#### [About this task]
Would you please transcribe, exactly as written, the lines of the entries below starting at the one that holds "impl From<ConfigCommand> for" and ending at the one that holds "fn from(command: PackageCommand)", both included?

Stored data entries
■ ■ ■ ■ ■ ■ ■

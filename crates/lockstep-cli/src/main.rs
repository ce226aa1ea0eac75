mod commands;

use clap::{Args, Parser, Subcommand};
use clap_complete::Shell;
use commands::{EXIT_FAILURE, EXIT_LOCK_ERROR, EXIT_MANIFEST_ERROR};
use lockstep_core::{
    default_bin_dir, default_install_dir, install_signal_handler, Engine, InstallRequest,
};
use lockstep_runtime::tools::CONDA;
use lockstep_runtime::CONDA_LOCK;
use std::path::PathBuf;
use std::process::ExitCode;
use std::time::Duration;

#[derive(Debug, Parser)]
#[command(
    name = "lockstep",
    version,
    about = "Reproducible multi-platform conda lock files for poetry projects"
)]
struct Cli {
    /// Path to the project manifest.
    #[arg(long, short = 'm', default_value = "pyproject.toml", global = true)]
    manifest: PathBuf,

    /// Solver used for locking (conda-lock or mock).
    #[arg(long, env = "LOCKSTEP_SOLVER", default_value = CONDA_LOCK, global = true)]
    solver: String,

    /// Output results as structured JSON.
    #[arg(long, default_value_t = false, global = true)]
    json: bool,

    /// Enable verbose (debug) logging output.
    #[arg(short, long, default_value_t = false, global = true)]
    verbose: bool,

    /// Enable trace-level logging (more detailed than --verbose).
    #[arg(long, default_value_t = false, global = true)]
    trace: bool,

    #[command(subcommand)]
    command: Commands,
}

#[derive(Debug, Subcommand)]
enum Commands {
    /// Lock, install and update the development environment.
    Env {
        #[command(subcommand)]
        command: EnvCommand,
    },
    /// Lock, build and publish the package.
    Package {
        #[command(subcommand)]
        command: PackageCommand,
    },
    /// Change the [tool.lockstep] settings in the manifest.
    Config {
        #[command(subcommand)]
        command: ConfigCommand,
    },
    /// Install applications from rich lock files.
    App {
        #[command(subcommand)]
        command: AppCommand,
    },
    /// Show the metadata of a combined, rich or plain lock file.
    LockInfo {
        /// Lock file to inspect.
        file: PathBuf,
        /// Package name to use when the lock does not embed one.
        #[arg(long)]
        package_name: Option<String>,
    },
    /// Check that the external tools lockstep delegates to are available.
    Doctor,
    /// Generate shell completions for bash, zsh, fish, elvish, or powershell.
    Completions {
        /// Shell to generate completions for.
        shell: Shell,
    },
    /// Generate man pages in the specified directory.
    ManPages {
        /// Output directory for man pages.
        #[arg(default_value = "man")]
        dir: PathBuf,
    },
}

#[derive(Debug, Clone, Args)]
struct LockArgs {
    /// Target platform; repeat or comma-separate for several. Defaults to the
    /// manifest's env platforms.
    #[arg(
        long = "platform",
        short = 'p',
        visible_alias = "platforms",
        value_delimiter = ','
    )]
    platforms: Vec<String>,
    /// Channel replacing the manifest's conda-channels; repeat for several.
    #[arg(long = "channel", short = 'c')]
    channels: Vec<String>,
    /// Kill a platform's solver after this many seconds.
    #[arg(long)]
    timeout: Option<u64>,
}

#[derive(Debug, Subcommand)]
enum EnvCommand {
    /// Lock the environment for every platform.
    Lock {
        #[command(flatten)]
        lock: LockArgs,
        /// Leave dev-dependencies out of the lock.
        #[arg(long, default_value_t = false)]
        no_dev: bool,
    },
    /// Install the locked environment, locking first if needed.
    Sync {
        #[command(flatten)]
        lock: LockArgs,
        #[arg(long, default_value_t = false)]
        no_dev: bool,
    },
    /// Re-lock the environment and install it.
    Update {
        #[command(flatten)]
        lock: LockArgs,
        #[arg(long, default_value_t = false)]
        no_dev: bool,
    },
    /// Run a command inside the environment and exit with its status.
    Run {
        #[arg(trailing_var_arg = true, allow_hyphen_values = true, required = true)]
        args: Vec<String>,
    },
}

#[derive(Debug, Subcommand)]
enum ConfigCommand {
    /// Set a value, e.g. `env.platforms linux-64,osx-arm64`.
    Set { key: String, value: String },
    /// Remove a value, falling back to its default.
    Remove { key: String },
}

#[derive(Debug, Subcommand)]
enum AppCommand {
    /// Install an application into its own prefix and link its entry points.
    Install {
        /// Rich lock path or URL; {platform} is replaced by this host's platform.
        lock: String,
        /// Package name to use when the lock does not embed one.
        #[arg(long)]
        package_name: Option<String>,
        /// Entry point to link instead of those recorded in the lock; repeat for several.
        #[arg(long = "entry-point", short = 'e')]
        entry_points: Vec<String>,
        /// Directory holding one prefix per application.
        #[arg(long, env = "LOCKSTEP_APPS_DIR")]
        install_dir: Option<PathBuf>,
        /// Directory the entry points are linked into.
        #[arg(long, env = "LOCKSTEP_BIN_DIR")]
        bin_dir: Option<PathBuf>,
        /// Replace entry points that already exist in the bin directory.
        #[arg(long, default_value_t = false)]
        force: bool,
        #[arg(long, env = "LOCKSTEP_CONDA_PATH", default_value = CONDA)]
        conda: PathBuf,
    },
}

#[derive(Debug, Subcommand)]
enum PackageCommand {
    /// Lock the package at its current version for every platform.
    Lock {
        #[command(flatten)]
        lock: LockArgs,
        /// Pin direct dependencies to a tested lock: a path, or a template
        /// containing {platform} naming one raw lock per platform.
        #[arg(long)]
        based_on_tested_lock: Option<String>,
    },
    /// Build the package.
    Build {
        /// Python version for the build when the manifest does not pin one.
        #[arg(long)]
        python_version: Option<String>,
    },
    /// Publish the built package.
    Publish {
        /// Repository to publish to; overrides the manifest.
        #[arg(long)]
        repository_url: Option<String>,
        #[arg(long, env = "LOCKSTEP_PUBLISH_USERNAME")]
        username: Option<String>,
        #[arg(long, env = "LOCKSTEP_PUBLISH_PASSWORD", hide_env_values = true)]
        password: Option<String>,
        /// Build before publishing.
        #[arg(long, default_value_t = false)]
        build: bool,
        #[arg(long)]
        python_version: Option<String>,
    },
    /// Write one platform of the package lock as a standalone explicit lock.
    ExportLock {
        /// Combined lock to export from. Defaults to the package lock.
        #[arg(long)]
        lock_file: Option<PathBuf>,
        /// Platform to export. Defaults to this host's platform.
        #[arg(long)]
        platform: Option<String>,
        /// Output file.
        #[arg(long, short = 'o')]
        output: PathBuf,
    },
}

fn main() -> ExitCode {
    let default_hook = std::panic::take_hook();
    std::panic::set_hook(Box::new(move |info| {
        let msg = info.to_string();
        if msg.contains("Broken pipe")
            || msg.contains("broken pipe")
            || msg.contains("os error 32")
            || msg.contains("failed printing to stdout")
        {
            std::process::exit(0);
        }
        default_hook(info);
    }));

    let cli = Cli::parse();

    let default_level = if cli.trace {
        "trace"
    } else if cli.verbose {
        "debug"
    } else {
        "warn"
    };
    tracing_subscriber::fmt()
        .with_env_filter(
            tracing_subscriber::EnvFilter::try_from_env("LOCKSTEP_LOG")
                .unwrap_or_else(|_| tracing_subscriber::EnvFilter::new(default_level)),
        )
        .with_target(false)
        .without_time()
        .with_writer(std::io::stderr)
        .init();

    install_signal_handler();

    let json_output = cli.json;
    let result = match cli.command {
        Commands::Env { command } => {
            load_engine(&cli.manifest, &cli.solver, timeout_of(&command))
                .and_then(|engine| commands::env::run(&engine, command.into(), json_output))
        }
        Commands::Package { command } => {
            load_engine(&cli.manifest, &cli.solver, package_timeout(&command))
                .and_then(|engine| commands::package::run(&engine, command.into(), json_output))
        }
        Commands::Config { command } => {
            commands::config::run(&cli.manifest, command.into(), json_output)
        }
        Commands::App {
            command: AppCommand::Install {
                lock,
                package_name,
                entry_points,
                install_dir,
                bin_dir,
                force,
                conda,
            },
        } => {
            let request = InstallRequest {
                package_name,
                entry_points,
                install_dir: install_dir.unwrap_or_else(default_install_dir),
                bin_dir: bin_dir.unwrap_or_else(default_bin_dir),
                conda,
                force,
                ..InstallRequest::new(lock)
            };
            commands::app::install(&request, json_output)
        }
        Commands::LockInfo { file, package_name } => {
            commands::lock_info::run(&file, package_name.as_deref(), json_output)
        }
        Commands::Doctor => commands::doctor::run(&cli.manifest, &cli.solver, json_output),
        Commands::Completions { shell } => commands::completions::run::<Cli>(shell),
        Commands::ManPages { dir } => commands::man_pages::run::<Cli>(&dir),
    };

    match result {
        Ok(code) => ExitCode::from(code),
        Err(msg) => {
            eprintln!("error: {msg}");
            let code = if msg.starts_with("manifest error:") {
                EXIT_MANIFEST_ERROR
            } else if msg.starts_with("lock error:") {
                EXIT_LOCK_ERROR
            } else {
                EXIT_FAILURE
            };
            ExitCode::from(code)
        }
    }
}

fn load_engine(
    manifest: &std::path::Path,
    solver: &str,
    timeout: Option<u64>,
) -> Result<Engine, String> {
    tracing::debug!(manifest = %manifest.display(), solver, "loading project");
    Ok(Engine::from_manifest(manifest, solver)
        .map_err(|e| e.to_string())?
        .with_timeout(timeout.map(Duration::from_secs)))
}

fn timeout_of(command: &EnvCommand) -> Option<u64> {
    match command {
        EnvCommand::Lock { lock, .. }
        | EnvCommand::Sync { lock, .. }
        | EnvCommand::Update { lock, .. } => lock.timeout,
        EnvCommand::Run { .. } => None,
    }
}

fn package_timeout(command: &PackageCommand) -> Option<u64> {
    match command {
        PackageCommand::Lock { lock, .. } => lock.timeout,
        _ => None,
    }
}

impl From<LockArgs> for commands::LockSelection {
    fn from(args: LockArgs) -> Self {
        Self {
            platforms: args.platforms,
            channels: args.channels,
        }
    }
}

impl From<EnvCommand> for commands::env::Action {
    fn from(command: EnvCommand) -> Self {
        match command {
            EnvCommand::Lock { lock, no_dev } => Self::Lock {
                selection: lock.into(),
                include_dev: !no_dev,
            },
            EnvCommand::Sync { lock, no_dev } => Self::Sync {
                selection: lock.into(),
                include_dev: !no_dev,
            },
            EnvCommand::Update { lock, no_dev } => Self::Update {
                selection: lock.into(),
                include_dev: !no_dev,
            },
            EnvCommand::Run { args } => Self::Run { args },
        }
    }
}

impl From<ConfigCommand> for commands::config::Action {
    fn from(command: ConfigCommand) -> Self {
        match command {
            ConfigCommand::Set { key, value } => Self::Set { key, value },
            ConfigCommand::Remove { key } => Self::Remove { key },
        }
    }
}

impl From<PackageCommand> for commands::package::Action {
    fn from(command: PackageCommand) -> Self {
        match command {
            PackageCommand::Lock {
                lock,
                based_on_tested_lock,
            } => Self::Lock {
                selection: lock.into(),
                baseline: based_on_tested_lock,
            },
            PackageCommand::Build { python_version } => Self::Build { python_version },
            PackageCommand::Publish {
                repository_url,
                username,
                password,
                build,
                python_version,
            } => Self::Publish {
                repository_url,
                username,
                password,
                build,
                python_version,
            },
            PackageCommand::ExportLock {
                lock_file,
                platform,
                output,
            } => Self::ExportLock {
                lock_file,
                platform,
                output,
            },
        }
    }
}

■ ■ ■ ■ ■ ■ ■

#### [The answer]
impl From<ConfigCommand> for commands::config::Action {
    fn from(command: ConfigCommand) -> Self {
        match command {
            ConfigCommand::Set { key, value } => Self::Set { key, value },
            ConfigCommand::Remove { key } => Self::Remove { key },
        }
    }
}

impl From<PackageCommand> for commands::package::Action {
    fn from(command: PackageCommand) -> Self {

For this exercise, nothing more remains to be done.